WHAT TO WORK ON
Only these lines are needed: the first line of the entries below through the line with "let a = counted(&drops);", each returned exactly.

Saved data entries

-- Opening Marker --

use hazrc::*;

use std::sync::atomic::{AtomicUsize, Ordering};
use std::sync::{Arc, Barrier};

struct CountDrops(Arc<AtomicUsize>);
impl Drop for CountDrops {
    fn drop(&mut self) {
        self.0.fetch_add(1, Ordering::SeqCst);
    }
}

fn counted(drops: &Arc<AtomicUsize>) -> RcPtr<(usize, CountDrops)> {
    RcPtr::new((42, CountDrops(Arc::clone(drops))))
}

#[test]
fn clones_share_one_object() {
    let drops = Arc::new(AtomicUsize::new(0));

    let a = counted(&drops);
    assert_eq!(a.strong_count(), Some(1));
    assert_eq!(a.weak_count(), Some(1));

    let b = a.clone();
    assert_eq!(a.strong_count(), Some(2));
    assert_eq!(a.peek_obj(), b.peek_obj());
    // The strong handles jointly hold a single implicit weak share.
    assert_eq!(a.weak_count(), Some(1));

    drop(b);
    assert_eq!(a.strong_count(), Some(1));
    assert_eq!(drops.load(Ordering::SeqCst), 0);

    drop(a);
    assert_eq!(drops.load(Ordering::SeqCst), 1);
}

#[test]
fn weak_observes_release() {
    let drops = Arc::new(AtomicUsize::new(0));

    let strong = counted(&drops);
    let weak = strong.downgrade();
    assert_eq!(strong.strong_count(), Some(1));
    assert_eq!(strong.weak_count(), Some(2));

    assert!(!weak.is_released());
    let again = weak.upgrade().expect("object is alive");
    assert_eq!(again.get().expect("non-null").0, 42);
    drop(again);

    drop(strong);
    // The value is destroyed the moment the last strong count goes, even
    // though the weak handle keeps the allocation alive.
    assert_eq!(drops.load(Ordering::SeqCst), 1);
    assert!(weak.is_released());
    assert!(weak.get_obj().is_null());

    drop(weak);
    Registry::global().eager_reclaim();
    assert_eq!(drops.load(Ordering::SeqCst), 1);
}

#[test]
fn released_objects_stay_released() {
    let drops = Arc::new(AtomicUsize::new(0));

    let strong = counted(&drops);
    let w1 = strong.downgrade();
    let w2 = w1.clone();
    drop(strong);

    // No sequence of weak operations brings the object back.
    assert!(w1.upgrade().is_none());
    let w3 = w2.clone();
    assert!(w3.upgrade().is_none());
    assert!(w1.is_released());

    drop(w1);
    drop(w2);
    drop(w3);
    Registry::global().eager_reclaim();
    assert_eq!(drops.load(Ordering::SeqCst), 1);
}

#[test]
fn moves_transfer_without_count_traffic() {
    let drops = Arc::new(AtomicUsize::new(0));

    let mut a = counted(&drops);
    let obj = a.peek_obj();

    let b = a.take();
    assert!(a.is_null());
    assert_eq!(b.peek_obj(), obj);
    assert_eq!(b.strong_count(), Some(1));

    let mut c = RcPtr::null();
    let mut b = b;
    b.swap(&mut c);
    assert!(b.is_null());
    assert_eq!(c.peek_obj(), obj);
    assert_eq!(c.strong_count(), Some(1));

    let old = c.exchange(RcPtr::null());
    assert!(c.is_null());
    assert_eq!(old.strong_count(), Some(1));

    assert_eq!(drops.load(Ordering::SeqCst), 0);
    drop(old);
    assert_eq!(drops.load(Ordering::SeqCst), 1);
}

#[test]
fn disown_and_adopt_round_trip() {
    let drops = Arc::new(AtomicUsize::new(0));

    let mut a = counted(&drops);
    let obj = a.peek_obj();
    let desc = a.disown();
    assert!(a.is_null());
    assert!(!desc.is_null());
    assert_eq!(drops.load(Ordering::SeqCst), 0);

    // Safety: disown handed us the count the handle held.
    let b = unsafe { RcPtr::from_raw_parts(obj, desc) };
    assert_eq!(b.strong_count(), Some(1));
    drop(b);
    assert_eq!(drops.load(Ordering::SeqCst), 1);
}

#[test]
fn on_released_fires_exactly_once() {
    let drops = Arc::new(AtomicUsize::new(0));
    let fired = Arc::new(AtomicUsize::new(0));

    let strong = counted(&drops);
    let weak = strong.downgrade();
    {
        let fired = Arc::clone(&fired);
        strong.on_released(move |_, already| {
            assert!(!already);
            fired.fetch_add(1, Ordering::SeqCst);
        });
    }
    assert_eq!(fired.load(Ordering::SeqCst), 0);
    drop(strong);
    assert_eq!(fired.load(Ordering::SeqCst), 1);

    // Registering after release runs inline and says so.
    {
        let fired = Arc::clone(&fired);
        weak.on_released(move |_, already| {
            assert!(already);
            fired.fetch_add(1, Ordering::SeqCst);
        });
    }
    assert_eq!(fired.load(Ordering::SeqCst), 2);
}

#[test]
fn cell_exchange_hands_off_exactly_once() {
    let drops = Arc::new(AtomicUsize::new(0));

    let original = counted(&drops);
    let probe = original.clone();
    let cell = AtomicRcPtr::new(original);

    let replacement = RcPtr::new((7, CountDrops(Arc::clone(&drops))));
    let old = cell.swap(replacement);
    assert_eq!(old, probe);
    assert_eq!(probe.strong_count(), Some(2));

    drop(old);
    drop(probe);
    assert_eq!(drops.load(Ordering::SeqCst), 1);

    drop(cell);
    assert_eq!(drops.load(Ordering::SeqCst), 2);
    Registry::global().eager_reclaim();
}

#[test]
fn concurrent_exchanges_return_distinct_values() {
    let drops = Arc::new(AtomicUsize::new(0));

    let cell = Arc::new(AtomicRcPtr::new(RcPtr::new((
        0,
        CountDrops(Arc::clone(&drops)),
    ))));
    let barrier = Arc::new(Barrier::new(2));

    let handles: Vec<_> = (1..=2)
        .map(|i| {
            let cell = Arc::clone(&cell);
            let drops = Arc::clone(&drops);
            let barrier = Arc::clone(&barrier);
            std::thread::spawn(move || {
                let new = RcPtr::new((i, CountDrops(drops)));
                barrier.wait();
                let old = cell.swap(new);
                old.get().expect("cell never holds null here").0
            })
        })
        .collect();

    let mut seen: Vec<usize> = handles.into_iter().map(|h| h.join().unwrap()).collect();
    seen.sort_unstable();

    // Each stored value is displaced into exactly one thread: the two olds
    // are distinct, and together with the final contents they cover all
    // three values.
    assert_ne!(seen[0], seen[1]);
    let last = cell.load().get().expect("non-null").0;
    let mut all = vec![seen[0], seen[1], last];
    all.sort_unstable();
    assert_eq!(all, vec![0, 1, 2]);

    drop(cell);
    Registry::global().eager_reclaim();
    assert_eq!(drops.load(Ordering::SeqCst), 3);
}

#[test]
fn concurrent_compare_exchange_has_one_winner() {
    let drops = Arc::new(AtomicUsize::new(0));

    let initial = RcPtr::new((0, CountDrops(Arc::clone(&drops))));
    let comparand = initial.clone();
    let cell = Arc::new(AtomicRcPtr::new(initial));
    let barrier = Arc::new(Barrier::new(2));

    let handles: Vec<_> = (1..=2)
        .map(|i| {
            let cell = Arc::clone(&cell);
            let drops = Arc::clone(&drops);
            let barrier = Arc::clone(&barrier);
            let comparand = comparand.clone();
            std::thread::spawn(move || {
                let new = RcPtr::new((i, CountDrops(drops)));
                barrier.wait();
                cell.compare_exchange(new, &comparand).is_ok()
            })
        })
        .collect();

    let wins: usize = handles
        .into_iter()
        .map(|h| usize::from(h.join().unwrap()))
        .sum();
    assert_eq!(wins, 1);

    drop(comparand);
    drop(cell);
    Registry::global().eager_reclaim();
    assert_eq!(drops.load(Ordering::SeqCst), 3);
}

#[test]
fn load_swap_stress_conserves_counts() {
    const THREADS: usize = 4;
    const OPS: usize = 512;

    let drops = Arc::new(AtomicUsize::new(0));
    let cell = Arc::new(AtomicRcPtr::new(RcPtr::new((
        0,
        CountDrops(Arc::clone(&drops)),
    ))));
    let barrier = Arc::new(Barrier::new(THREADS));

    let handles: Vec<_> = (0..THREADS)
        .map(|t| {
            let cell = Arc::clone(&cell);
            let drops = Arc::clone(&drops);
            let barrier = Arc::clone(&barrier);
            std::thread::spawn(move || {
                barrier.wait();
                for i in 0..OPS {
                    if t % 2 == 0 {
                        let got = cell.load();
                        let inner = got.get().expect("cell never holds null");
                        assert!(inner.0 < THREADS * OPS + 1);
                    } else {
                        let new = RcPtr::new((t * OPS + i + 1, CountDrops(Arc::clone(&drops))));
                        drop(cell.swap(new));
                    }
                }
            })
        })
        .collect();
    for h in handles {
        h.join().unwrap();
    }

    // Two writer threads made OPS values each, plus the initial one; every
    // value but the final occupant has been dropped exactly once.
    drop(cell);
    Registry::global().eager_reclaim();
    assert_eq!(drops.load(Ordering::SeqCst), 2 * OPS + 1);
}

#[test]
fn weak_cell_races_with_final_release() {
    let drops = Arc::new(AtomicUsize::new(0));

    for _ in 0..64 {
        let strong = counted(&drops);
        let cell = Arc::new(AtomicRcWeak::new(strong.downgrade()));
        let barrier = Arc::new(Barrier::new(2));

        let reader = {
            let cell = Arc::clone(&cell);
            let barrier = Arc::clone(&barrier);
            std::thread::spawn(move || {
                barrier.wait();
                match cell.upgrade() {
                    Some(strong) => strong.get().expect("non-null").0,
                    None => usize::MAX,
                }
            })
        };

        barrier.wait();
        drop(strong);
        let seen = reader.join().unwrap();
        assert!(seen == 42 || seen == usize::MAX);
    }

    Registry::global().eager_reclaim();
    assert_eq!(drops.load(Ordering::SeqCst), 64);
}

#[test]
fn rcref_stays_non_null() {
    let r = RcRef::new(String::from("hello"));
    assert_eq!(*r, "hello");

    let p: RcPtr<String> = r.clone().into_ptr();
    assert_eq!(p.strong_count(), Some(2));

    let back = RcRef::try_from(p).expect("non-null converts");
    assert_eq!(*back, "hello");

    assert!(RcRef::try_from(RcPtr::<String>::null()).is_err());
}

-- Closing Marker --

ANSWER BELOW
use hazrc::*;

use std::sync::atomic::{AtomicUsize, Ordering};
use std::sync::{Arc, Barrier};

struct CountDrops(Arc<AtomicUsize>);
impl Drop for CountDrops {
    fn drop(&mut self) {
        self.0.fetch_add(1, Ordering::SeqCst);
    }
}

fn counted(drops: &Arc<AtomicUsize>) -> RcPtr<(usize, CountDrops)> {
    RcPtr::new((42, CountDrops(Arc::clone(drops))))
}

#[test]
fn clones_share_one_object() {
    let drops = Arc::new(AtomicUsize::new(0));

    let a = counted(&drops);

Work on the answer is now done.